Vaccinations are Important In Your Pets Too
Many Americans own some type of a pet. Pets are so common that a lot of families even own multiple pets. Owning a pet or owning multiple pets requires a lot of responsibility. You are responsible for the life of another living animal and you must provide them with water, food and medical care, when needed. Some pets are more common, like cats and dogs and others, like horses are not as common and may require more complex of medical care. It is important to understand the responsibility and everything that is involved with owning a pet prior to making that decision.

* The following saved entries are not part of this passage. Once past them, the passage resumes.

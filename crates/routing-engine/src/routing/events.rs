//! In-process event bus between the engine, the escalation timers and the
//! task routers
//!
//! Queue-scoped events go straight to the router registered for the queue.
//! Task-scoped events (timer expiry) are delivered through a per-task
//! subscription that the router takes when it first sees the task and drops
//! when the task leaves the queue, so a late timer for a removed task is
//! discarded at the bus.
//!
//! Each router has a single unbounded channel; events published for one task
//! therefore arrive in publish order. Nothing is ordered across queues.

use dashmap::DashMap;
use serde::{Deserialize, Serialize};
use tokio::sync::{broadcast, mpsc};
use tracing::{debug, trace};

use crate::agent::AgentId;
use crate::error::{Result, RoutingError};
use crate::queue::{QueueId, QueuedTask, TaskId};

/// Capacity of the routing outcome broadcast channel
const OUTCOME_CHANNEL_CAPACITY: usize = 1024;

/// Event delivered to a task router
#[derive(Debug, Clone, PartialEq, Eq)]
pub enum RouterEvent {
    /// A task was admitted to the router's queue
    NewTask(TaskId),
    /// The task's escalation timer expired; carries the timer generation
    Timer(TaskId, u64),
    /// The task left the queue without being routed
    TaskRemoved(TaskId),
    /// An agent listed by one of the queue's steps may have become available
    AgentAvailable(AgentId),
    /// Steps of the queue changed
    QueueUpdated,
    /// Stop the router loop
    Shutdown,
}

impl RouterEvent {
    /// Task the event is about, if it is task-scoped
    pub fn task_id(&self) -> Option<&TaskId> {
        match self {
            RouterEvent::NewTask(id) | RouterEvent::Timer(id, _) | RouterEvent::TaskRemoved(id) => Some(id),
            _ => None,
        }
    }
}

/// Observable result of routing work
#[derive(Debug, Clone, PartialEq, Serialize, Deserialize)]
pub enum RoutingOutcome {
    /// A task was reserved for an agent and left its queue
    Reserved {
        queue_id: QueueId,
        task: QueuedTask,
        agent_id: AgentId,
        step_index: usize,
    },
    /// A task moved to a wider step
    Escalated {
        queue_id: QueueId,
        task_id: TaskId,
        from_step: usize,
        to_step: usize,
    },
    /// A task left its queue without being routed
    Removed { queue_id: QueueId, task_id: TaskId },
    /// The reservation gateway refused or failed; the task stays queued
    ReservationFailed {
        queue_id: QueueId,
        task_id: TaskId,
        agent_id: AgentId,
        reason: String,
    },
}

/// Typed bus keyed by queue id and task id
#[derive(Debug)]
pub struct EventBus {
    routers: DashMap<QueueId, mpsc::UnboundedSender<RouterEvent>>,
    task_subscriptions: DashMap<TaskId, QueueId>,
    outcomes: broadcast::Sender<RoutingOutcome>,
}

impl Default for EventBus {
    fn default() -> Self {
        Self::new()
    }
}

impl EventBus {
    pub fn new() -> Self {
        let (outcomes, _) = broadcast::channel(OUTCOME_CHANNEL_CAPACITY);
        Self {
            routers: DashMap::new(),
            task_subscriptions: DashMap::new(),
            outcomes,
        }
    }

    /// Attach a router to a queue, returning its event receiver
    ///
    /// A router previously registered for the same queue is detached; its
    /// channel closes once the old sender is dropped.
    pub fn register_router(&self, queue_id: QueueId) -> mpsc::UnboundedReceiver<RouterEvent> {
        let (tx, rx) = mpsc::unbounded_channel();
        self.routers.insert(queue_id, tx);
        rx
    }

    pub fn unregister_router(&self, queue_id: &QueueId) -> bool {
        self.task_subscriptions.retain(|_, queue| *queue != *queue_id);
        self.routers.remove(queue_id).is_some()
    }

    pub fn has_router(&self, queue_id: &QueueId) -> bool {
        self.routers.contains_key(queue_id)
    }

    /// Deliver a queue-scoped event
    pub fn publish_to_queue(&self, queue_id: &QueueId, event: RouterEvent) -> Result<()> {
        let sender = self
            .routers
            .get(queue_id)
            .map(|entry| entry.value().clone())
            .ok_or_else(|| RoutingError::event_bus(format!("no router for queue '{}'", queue_id)))?;
        trace!("Publishing {:?} to queue {}", event, queue_id);
        sender
            .send(event)
            .map_err(|_| RoutingError::event_bus(format!("router for queue '{}' has stopped", queue_id)))
    }

    /// Route a task's events to `queue_id` until unsubscribed
    pub fn subscribe_task(&self, task_id: TaskId, queue_id: QueueId) {
        self.task_subscriptions.insert(task_id, queue_id);
    }

    /// Drop a task subscription; dropping a missing one is a no-op
    pub fn unsubscribe_task(&self, task_id: &TaskId) -> bool {
        self.task_subscriptions.remove(task_id).is_some()
    }

    pub fn is_subscribed(&self, task_id: &TaskId) -> bool {
        self.task_subscriptions.contains_key(task_id)
    }

    /// Queue a task is currently subscribed to
    pub fn subscribed_queue(&self, task_id: &TaskId) -> Option<QueueId> {
        self.task_subscriptions.get(task_id).map(|entry| entry.value().clone())
    }

    /// Deliver a task-scoped event to the subscribed router
    ///
    /// Returns false, without error, when nobody is subscribed to the task.
    pub fn publish_task_event(&self, task_id: &TaskId, event: RouterEvent) -> Result<bool> {
        let Some(queue_id) = self.subscribed_queue(task_id) else {
            debug!("Dropping {:?}: task {} has no subscriber", event, task_id);
            return Ok(false);
        };
        self.publish_to_queue(&queue_id, event)?;
        Ok(true)
    }

    /// Publish a routing outcome to observers
    pub fn emit(&self, outcome: RoutingOutcome) {
        // no receivers is fine
        let _ = self.outcomes.send(outcome);
    }

    pub fn outcomes(&self) -> broadcast::Receiver<RoutingOutcome> {
        self.outcomes.subscribe()
    }
}

#[cfg(test)]
mod tests {
    use super::*;

    #[tokio::test]
    async fn test_task_events_follow_subscription() {
        let bus = EventBus::new();
        let queue = QueueId::from("sales");
        let mut rx = bus.register_router(queue.clone());
        let task = TaskId::from("t1");

        assert!(!bus.publish_task_event(&task, RouterEvent::Timer(task.clone(), 0)).unwrap());

        bus.subscribe_task(task.clone(), queue.clone());
        assert!(bus.publish_task_event(&task, RouterEvent::Timer(task.clone(), 0)).unwrap());
        assert_eq!(rx.recv().await, Some(RouterEvent::Timer(task.clone(), 0)));

        assert!(bus.unsubscribe_task(&task));
        assert!(!bus.unsubscribe_task(&task));
        assert!(!bus.publish_task_event(&task, RouterEvent::Timer(task.clone(), 0)).unwrap());
    }

    #[tokio::test]
    async fn test_publish_to_missing_router_fails() {
        let bus = EventBus::new();
        let result = bus.publish_to_queue(&QueueId::from("none"), RouterEvent::QueueUpdated);
        assert!(matches!(result, Err(RoutingError::EventBus(_))));

        let rx = bus.register_router(QueueId::from("gone"));
        drop(rx);
        let result = bus.publish_to_queue(&QueueId::from("gone"), RouterEvent::QueueUpdated);
        assert!(matches!(result, Err(RoutingError::EventBus(_))));
    }

    #[tokio::test]
    async fn test_outcomes_broadcast() {
        let bus = EventBus::new();
        let mut observer = bus.outcomes();
        bus.emit(RoutingOutcome::Removed {
            queue_id: QueueId::from("q"),
            task_id: TaskId::from("t"),
        });
        match observer.recv().await.unwrap() {
            RoutingOutcome::Removed { task_id, .. } => assert_eq!(task_id, TaskId::from("t")),
            other => panic!("unexpected outcome {:?}", other),
        }
    }

    #[test]
    fn test_unregister_drops_task_subscriptions() {
        let bus = EventBus::new();
        let _rx = bus.register_router(QueueId::from("a"));
        bus.subscribe_task(TaskId::from("t"), QueueId::from("a"));
        bus.subscribe_task(TaskId::from("u"), QueueId::from("b"));
        assert!(bus.unregister_router(&QueueId::from("a")));
        assert!(!bus.is_subscribed(&TaskId::from("t")));
        assert!(bus.is_subscribed(&TaskId::from("u")));
    }
}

Animals, just like humans can carry and be susceptible to viruses and diseases. This is why, just like with humans, vaccinations are important and necessary. They are important in preventing disease and in preventing the spread of disease, as well. This is true even with the ownership of horses and other equine animals. 2 million people own horses. Owning a horse may require even more responsibility than owning much smaller animals, as additional space and exercise is crucial in the ownership. A horse requires daily exercise and training and it needs a lot of open space. Horses also need shelter, which is different from owning cats or dogs. Cats or dogs can be sheltered in your home, whereas a horse needs its own separate barn shelter. The fact that horses live and spend all of their time outdoors means that they are even more susceptible to disease and need to be vaccinated. A clinical diagnostics laboratory is a great place to get the horses vaccinations from. The clinical diagnostics laboratory can also test for any current diseases or viruses.
Testing for equine infectious anemia virus is also an important part of owning a horse. Most clinical diagnostic laboratory services involve contract lab services to test for this disease. Contract lab manufacturing may also provide other services in addition to the clinical diagnostics laboratory services, such as food safety testing. Food that is not tested for quality can contain contaminants that could cause disease in the equine. By far the majority of horses are inapparent carriers, they show no overt clinical abnormalities as a result of infection. They survive as reservoirs of the infection for extended periods, and have dramatically lower concentrations of EIAV in their blood than horses with active clinical signs of the disease.
Only 1 horsefly out of 6 million is likely to pick up and transmit EIAV from this horse. However, the chances are still there and necessary vaccinations and shelter precautions can reduce the risk of EIAV. Contract lab manufacturing is important in developing the testing and the vaccines for this equine disease. It only takes a small amount of blood from the infected horse to create an epidemic and to cause a lot of problems for many amounts of horses. One fifth of a teaspoon of blood from a chronic case of EIAV during a feverish episode contains enough viruses to infect 10,000 horses. This just further proves that the vaccine is not just for the sake of your own horse, but also for the sake of all horses nearby from you. A clinical diagnostics laboratory test can determine the need for additional treatment.
Owning a pet is a huge responsibility. They require food, water and shelter. They also require vaccinations in order to prevent disease and to prevent the spread of such diseases. A common disease threat in horses and other equine animals is that of EIAV and it can be very serious. All horses should be tested for it. Horses that show to be a carrier should receive treatment and should be continually monitored for symptoms of EIAV. This will also prevent the transfer of the disease to other animals, creating an equine epidemic.